Nicht nur in der visuellen und musikalischen Gestaltung des Albums drückt sich Dominik Eulbergs Verbundenheit mit seiner natürlichen Umwelt aus. Auf seiner Website bietet er einen Bestimmungs-Service an: User und Fans können ihm Bilder ihrer Natur-Sichtungen zusenden und er verspricht dann zu versuchen diese fachgerecht zu identifizieren. Auch sein Instagram Profil widmet er vorwiegend der Schönheit der Natur.

„Zu jeder Zahl von eins bis zwölf liess sich namentlich eine heimische Tierart finden. So divers ist unsere Natur oder schöner ausgedrückt: so mannigfaltig.“

Dominik Eulberg auf seiner Website zur Benennung von Mannigfaltig
https://www.dominik-eulberg.de/news/

Das Entdecken verschiedener Arten, war laut Eulberg auch die Inspiration für die Benennung von Mannigfaltig: „Die Idee zu dem Konzept kam mir bei einer Wanderung durch meine heimischen Gefilde. Auf einer Blumenwiese erspähte ich einen gelb leuchtenden Schmetterling, der auf der Außenseite seiner Flügel eine Musterung in Form der Zahl Acht hat.“ Und fertig war das Konzept zum Album: Jeder der zwölf Tracks hat eine heimische Tierart als Namensgeber. Die zunächst affektiert und kompliziert wirkenden Namen auf Mannigfaltig haben einen positiven Doppeleffekt: Neben dem Wiedererkennungswert wird hier noch ein Crashkurs über die heimische Fauna geboten.

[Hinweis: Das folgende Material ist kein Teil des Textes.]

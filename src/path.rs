use crate::{Action, Cost};

/// A sequence of Actions through a Maze
///
/// Stores the Actions in `actions` (in walking order) and the total Cost of the Tiles they enter
/// in `cost`. Note that the individual costs of the steps within the Path cannot be retrieved
/// through this struct.
#[derive(Debug, Clone, PartialEq, Eq, Default)]
pub struct Path {
    /// the Actions, first to last
    pub actions: Vec<Action>,
    /// the total Cost of the Path
    pub cost: Cost,
}

impl Path {
    /// creates a new Path with the given sequence of Actions and total Cost
    /// ## Examples
    /// Basic usage:
    /// ```
    /// # use key_maze::{Path, Action::*};
    /// let path = Path::new(vec![Up, Up, Left], 42);
    ///
    /// assert_eq!(path.actions, vec![Up, Up, Left]);
    /// assert_eq!(path.cost, 42);
    /// ```
    pub fn new(actions: Vec<Action>, cost: Cost) -> Path {
        Path { actions, cost }
    }

    /// appends an Action to the Path, adding the Cost of the Tile it enters
    /// ## Examples
    /// Basic usage:
    /// ```
    /// # use key_maze::{Path, Action::*};
    /// let mut path = Path::new(vec![Up], 1);
    /// path.append(Right, 3);
    ///
    /// assert_eq!(path.actions, vec![Up, Right]);
    /// assert_eq!(path.cost, 4);
    /// ```
    pub fn append(&mut self, action: Action, cost: Cost) -> &mut Self {
        self.actions.push(action);
        self.cost += cost;
        self
    }

    /// Appends another Path that starts where this one ends.
    /// ## Examples
    /// ```
    /// # use key_maze::{Path, Action::*};
    /// let mut path = Path::new(vec![Up, Up], 2);
    /// path.extend(Path::new(vec![Left], 3));
    ///
    /// assert_eq!(path.actions, vec![Up, Up, Left]);
    /// assert_eq!(path.cost, 5);
    /// ```
    pub fn extend(&mut self, other: Path) -> &mut Self {
        self.actions.extend(other.actions);
        self.cost += other.cost;
        self
    }

    /// The Actions as their single-character tokens: `'U'`, `'D'`, `'L'` or `'R'`
    pub fn tokens(&self) -> impl Iterator<Item = char> + '_ {
        self.actions.iter().map(|action| action.token())
    }
}

use std::ops::{Deref, Index};

impl Index<usize> for Path {
    type Output = Action;
    fn index(&self, index: usize) -> &Action {
        &self.actions[index]
    }
}

impl Deref for Path {
    type Target = [Action];
    fn deref(&self) -> &[Action] {
        &self.actions
    }
}

use std::cmp::Ordering;

impl Ord for Path {
    fn cmp(&self, other: &Path) -> Ordering {
        self.cost.cmp(&other.cost)
    }
}

impl PartialOrd for Path {
    fn partial_cmp(&self, other: &Path) -> Option<Ordering> {
        Some(self.cmp(other))
    }
}

use std::fmt;
impl fmt::Display for Path {
    fn fmt(&self, fmt: &mut fmt::Formatter) -> fmt::Result {
        write!(fmt, "Path[Cost = {}]: ", self.cost)?;
        if self.actions.is_empty() {
            write!(fmt, "<empty>")
        } else {
            write!(fmt, "{}", self.actions[0])?;
            for action in self.actions.iter().skip(1) {
                write!(fmt, " -> {}", action)?;
            }
            Ok(())
        }
    }
}
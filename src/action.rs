//! The four Moves an Agent can make on the Grid

use crate::maze::FormatError;
use crate::Point;

use std::fmt;
use std::str::FromStr;

/// A single step in one of the 4 cardinal directions.
///
/// ```no_code
/// A: Agent
///   U
///   |
/// L-A-R
///   |
///   D
/// ```
#[derive(Clone, Copy, Debug, PartialEq, Eq, Hash, PartialOrd, Ord)]
pub enum Action {
    /// one row up (`"U"`)
    Up = 0,
    /// one row down (`"D"`)
    Down = 1,
    /// one column left (`"L"`)
    Left = 2,
    /// one column right (`"R"`)
    Right = 3,
}
pub use self::Action::*;

/// The offset `(column, row)` of every Action, indexed by [`Action::num`]
const UNIT_OFFSETS: [(isize, isize); 4] = [(0, -1), (0, 1), (-1, 0), (1, 0)];

impl Action {
    /// All Actions in the order in which the search expands them
    pub const ALL: [Action; 4] = [Up, Down, Left, Right];

    /// Iterates over [`Action::ALL`]
    pub fn all() -> std::iter::Copied<std::slice::Iter<'static, Action>> {
        Self::ALL.iter().copied()
    }

    /// The index of this Action in [`Action::ALL`]
    pub fn num(self) -> usize {
        self as usize
    }

    /// The `(column, row)` offset of this Action
    pub fn offset(self) -> (isize, isize) {
        UNIT_OFFSETS[self.num()]
    }

    /// Moves `pos` one step in this direction.
    ///
    /// Returns `None` if the step would leave a Grid of the given `(width, height)`.
    ///
    /// ## Examples
    /// ```
    /// # use key_maze::Action;
    /// assert_eq!(Action::Right.apply((1, 3), (5, 5)), Some((2, 3)));
    /// assert_eq!(Action::Up.apply((1, 0), (5, 5)), None);
    /// assert_eq!(Action::Down.apply((1, 4), (5, 5)), None);
    /// ```
    pub fn apply(self, pos: Point, (width, height): (usize, usize)) -> Option<Point> {
        let (dx, dy) = self.offset();
        let col = pos.0.checked_add_signed(dx)?;
        let row = pos.1.checked_add_signed(dy)?;
        if col < width && row < height {
            Some((col, row))
        } else {
            None
        }
    }

    /// The single-character token of this Action: `'U'`, `'D'`, `'L'` or `'R'`
    pub fn token(self) -> char {
        match self {
            Up => 'U',
            Down => 'D',
            Left => 'L',
            Right => 'R',
        }
    }
}

impl fmt::Display for Action {
    fn fmt(&self, fmt: &mut fmt::Formatter) -> fmt::Result {
        write!(fmt, "{}", self.token())
    }
}

impl TryFrom<char> for Action {
    type Error = FormatError;
    fn try_from(token: char) -> Result<Action, FormatError> {
        match token {
            'U' => Ok(Up),
            'D' => Ok(Down),
            'L' => Ok(Left),
            'R' => Ok(Right),
            _ => Err(FormatError::UnknownAction(token.to_string())),
        }
    }
}

impl FromStr for Action {
    type Err = FormatError;
    fn from_str(token: &str) -> Result<Action, FormatError> {
        let mut chars = token.chars();
        match (chars.next(), chars.next()) {
            (Some(c), None) => Action::try_from(c),
            _ => Err(FormatError::UnknownAction(token.to_string())),
        }
    }
}

/// Parses a sequence of Action tokens, like `"DDRR"`.
///
/// Whitespace between the tokens is ignored.
///
/// ## Examples
/// ```
/// # use key_maze::action::{parse_actions, Action::*};
/// assert_eq!(parse_actions("D D R R").unwrap(), vec![Down, Down, Right, Right]);
/// assert!(parse_actions("DX").is_err());
/// ```
pub fn parse_actions(tokens: &str) -> Result<Vec<Action>, FormatError> {
    tokens
        .chars()
        .filter(|c| !c.is_whitespace())
        .map(Action::try_from)
        .collect()
}

#[cfg(test)]
mod tests {
    use super::*;

    #[test]
    fn apply_in_bounds() {
        let pos = (1, 3);
        assert_eq!(Up.apply(pos, (5, 5)), Some((1, 2)));
        assert_eq!(Down.apply(pos, (5, 5)), Some((1, 4)));
        assert_eq!(Left.apply(pos, (5, 5)), Some((0, 3)));
        assert_eq!(Right.apply(pos, (5, 5)), Some((2, 3)));
    }

    #[test]
    fn apply_at_border() {
        assert_eq!(Left.apply((0, 2), (3, 3)), None);
        assert_eq!(Up.apply((2, 0), (3, 3)), None);
        assert_eq!(Right.apply((2, 2), (3, 3)), None);
        assert_eq!(Down.apply((2, 2), (3, 3)), None);
    }

    #[test]
    fn tokens() {
        let tokens: String = Action::all().map(|a| a.to_string()).collect();
        assert_eq!(tokens, "UDLR");
        assert_eq!("L".parse::<Action>().unwrap(), Left);
        assert_eq!(
            "LR".parse::<Action>(),
            Err(FormatError::UnknownAction("LR".to_string()))
        );
        assert_eq!(
            Action::try_from('x'),
            Err(FormatError::UnknownAction("x".to_string()))
        );
    }
}
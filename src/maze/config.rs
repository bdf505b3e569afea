use super::{FormatError, Result};
use crate::Cost;

/// Options for configuring the terrain Costs of a [`Maze`](super::Maze)
///
/// Default options:
/// ```
/// # use key_maze::MazeConfig;
/// assert_eq!(
///     MazeConfig {
///         open_cost: 1,
///         costly_cost: 3,
///     },
///     Default::default()
/// );
/// ```
#[derive(Clone, Copy, Debug, PartialEq, Eq)]
pub struct MazeConfig {
    /// The Cost of entering any walkable Tile that is not costly terrain (defaults to `1`)
    pub open_cost: Cost,
    /// The Cost of entering a [`Tile::Costly`](super::Tile::Costly) (defaults to `3`)
    ///
    /// Setting this below `open_cost` is allowed, the searches stay optimal as long as
    /// both Costs are at least 1.
    pub costly_cost: Cost,
}

impl MazeConfig {
    /// The default Costs: `1` for open Tiles, `3` for costly terrain
    pub const DEFAULT: MazeConfig = MazeConfig {
        open_cost: 1,
        costly_cost: 3,
    };

    /// Costly terrain is as cheap as any other Tile, making every search purely distance based
    ///
    /// Values:
    /// ```
    /// # use key_maze::MazeConfig;
    /// assert_eq!(
    ///     MazeConfig {
    ///         open_cost: 1,
    ///         costly_cost: 1,
    ///     },
    ///     MazeConfig::UNIFORM
    /// );
    /// ```
    pub const UNIFORM: MazeConfig = MazeConfig {
        open_cost: 1,
        costly_cost: 1,
    };

    /// Returns a copy with `costly_cost` replaced
    pub fn with_costly_cost(self, costly_cost: Cost) -> MazeConfig {
        MazeConfig {
            costly_cost,
            ..self
        }
    }

    /// Fails with [`FormatError::ZeroCost`] if any Cost is 0, which would make the
    /// Manhattan Heuristic overestimate.
    pub(crate) fn validate(&self) -> Result<()> {
        if self.open_cost == 0 || self.costly_cost == 0 {
            return Err(FormatError::ZeroCost);
        }
        Ok(())
    }
}

impl Default for MazeConfig {
    fn default() -> MazeConfig {
        MazeConfig::DEFAULT
    }
}

#[test]
fn zero_cost_rejected() {
    assert_eq!(MazeConfig::DEFAULT.validate(), Ok(()));
    assert_eq!(
        MazeConfig::DEFAULT.with_costly_cost(0).validate(),
        Err(FormatError::ZeroCost)
    );
    let free = MazeConfig {
        open_cost: 0,
        ..MazeConfig::UNIFORM
    };
    assert_eq!(free.validate(), Err(FormatError::ZeroCost));
}
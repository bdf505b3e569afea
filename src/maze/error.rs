use crate::Point;

use thiserror::Error;

/// The Ways a Maze or a sequence of Actions can be formatted invalidly
#[derive(Error, Clone, Debug, PartialEq, Eq)]
pub enum FormatError {
    /// A character that is not part of the Tile alphabet `X . I K G M`
    #[error("unknown tile {tile:?} at ({col}, {row})")]
    UnknownTile {
        /// the offending character
        tile: char,
        /// its column
        col: usize,
        /// its row
        row: usize,
    },
    /// A row whose length differs from the first row
    #[error("row {row} has {found} tiles, expected {expected}")]
    RaggedRow {
        /// index of the row
        row: usize,
        /// length of the first row
        expected: usize,
        /// length of this row
        found: usize,
    },
    /// The Maze has no Initial Tile
    #[error("maze has no initial tile")]
    MissingInitial,
    /// The Maze has more than one Initial Tile
    #[error("maze has a second initial tile at {0:?}")]
    MultipleInitial(Point),
    /// The Maze has more than one Key Tile
    #[error("maze has a second key at {0:?}")]
    MultipleKeys(Point),
    /// A [`MazeConfig`](super::MazeConfig) with a walking Cost of 0
    #[error("terrain costs must be at least 1")]
    ZeroCost,
    /// A token that is not one of `U D L R`
    #[error("unknown action {0:?}")]
    UnknownAction(String),
}

/// Shorthand for Results with a [`FormatError`]
pub type Result<T> = std::result::Result<T, FormatError>;
//! Router assembly.
//!
//! Public routes (banner, health, register, login) are merged with the
//! transaction routes, which all sit behind the bearer token guard.

use axum::{
    Router, middleware as axum_middleware,
    routing::{get, post},
};
use tower::ServiceBuilder;
use tower_http::trace::TraceLayer;

use crate::{
    handlers,
    middleware::{
        auth::require_auth,
        cors::{OriginRule, cors_layer},
    },
    state::AppState,
};

pub fn build_router(state: AppState, origins: Vec<OriginRule>) -> Router {
    // Create authenticated routes (API endpoints)
    let transaction_routes = Router::new()
        .route(
            "/api/transactions",
            get(handlers::transactions::list_transactions)
                .post(handlers::transactions::create_transaction),
        )
        .route(
            "/api/transactions/stats",
            get(handlers::transactions::transaction_stats),
        )
        .route(
            "/api/transactions/{id}",
            get(handlers::transactions::get_transaction)
                .put(handlers::transactions::update_transaction)
                .delete(handlers::transactions::delete_transaction),
        )
        // Apply the route guard to all routes in this group
        .route_layer(axum_middleware::from_fn_with_state(
            state.clone(),
            require_auth,
        ));

    Router::new()
        // Public routes (no authentication required)
        .route("/", get(handlers::health::banner))
        .route("/health", get(handlers::health::health_check))
        .route("/api/auth/register", post(handlers::auth::register))
        .route("/api/auth/login", post(handlers::auth::login))
        .merge(transaction_routes)
        .layer(
            ServiceBuilder::new()
                .layer(TraceLayer::new_for_http())
                .layer(cors_layer(origins)),
        )
        .with_state(state)
}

Von der Eintagsfliege zum Vierfleck

“Eintagsfliege” bietet einen vergleichsweise ruhigen Einstieg in Mannigfaltig. “Zweibrütiger Scheckenfalter” mündet mit einer Kombination von Sounds, die ohne Zweifel an Käfer Gebrumm und Flügelrascheln erinnern. Mit hellen Glocken-artigen Klängen geht es dann weiter im dritten Track “Dreihzehensprecht”, eines der Highlights auf dem Album. Der Song überrascht nach einem hellen Einstieg mit einem Break: hölzernes Knarzen holt uns zurück auf den Boden der Tatsachen und lässt die Melodie sich noch ein Mal von vorne entwickeln. Als einer der ruhigeren Songs auf Mannigfaltig nimmt “Dreihzehenspecht” stufenlos Fahrt auf und leitet in die satten Bässe von “Vierfleck” über. Das Hören macht direkt Lust, die Natur zu erkunden und Dominik Eulberg via Bestimmungsservice davon zu berichten.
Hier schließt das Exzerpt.